Nutrient sufficiency
- The brain is built mostly from fat, protein, cholesterol, and small amounts of carbohydrate, and it uses vitamins and minerals to extract energy from glucose and ketones.
- Meat supplies needed nutrients in usable forms without anti-nutrients, while plant foods can lack key nutrients, contain harder-to-access forms, and include absorption blockers.
- Zinc, vitamin B6, and iron matter because low levels impair the same neurotransmitter systems that antidepressants try to amplify.
- Carnitine and choline matter for energy balance, electrolyte balance, cell integrity, acetylcholine, learning, and memory, and animal foods supply them more easily than plant foods.
- Brain cholesterol is so important that the brain makes it locally behind the blood-brain barrier, independent of dietary cholesterol.
- Animal protein is complete, dense, digestible, and bioavailable, while plant protein requires more planning and arrives with anti-nutrients.

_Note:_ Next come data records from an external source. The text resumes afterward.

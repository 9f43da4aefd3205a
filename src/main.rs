// Allow common clippy pedantic lints
#![allow(clippy::must_use_candidate)]
#![allow(clippy::unused_async)]

//! kitsu-pager CLI
//!
//! Command-line interface for browsing Kitsu libraries

use clap::Parser;
use kitsu_pager::cli::{Cli, Runner};
use tracing_subscriber::EnvFilter;

#[tokio::main]
async fn main() {
    let cli = Cli::parse();

    // Logs go to stderr so stdout stays machine-readable
    let default_level = if cli.verbose { "debug" } else { "info" };
    tracing_subscriber::fmt()
        .with_env_filter(
            EnvFilter::try_from_default_env().unwrap_or_else(|_| EnvFilter::new(default_level)),
        )
        .with_writer(std::io::stderr)
        .init();

    let runner = Runner::new(cli);

    if let Err(e) = runner.run().await {
        eprintln!("Error: {e}");
        std::process::exit(1);
    }
}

Animal fats and brain structure
- The brain’s fat includes saturated fat, monounsaturated fat, DHA, and arachidonic acid, so animal fat is part of brain structure and function.
- DHA supports mitochondrial membranes, retina, synapses, cortical development, cellular communication, and higher intelligence, and plant foods supply non-DHA precursors.
- Arachidonic acid supports cholesterol metabolism, reproduction, labor, brain development, cell migration, endocannabinoids, inflammation, and healing, so reducing it to inflammation misses its role.
- Linoleic acid conversion to arachidonic acid is unreliable enough that direct animal-source arachidonic acid is the efficient route.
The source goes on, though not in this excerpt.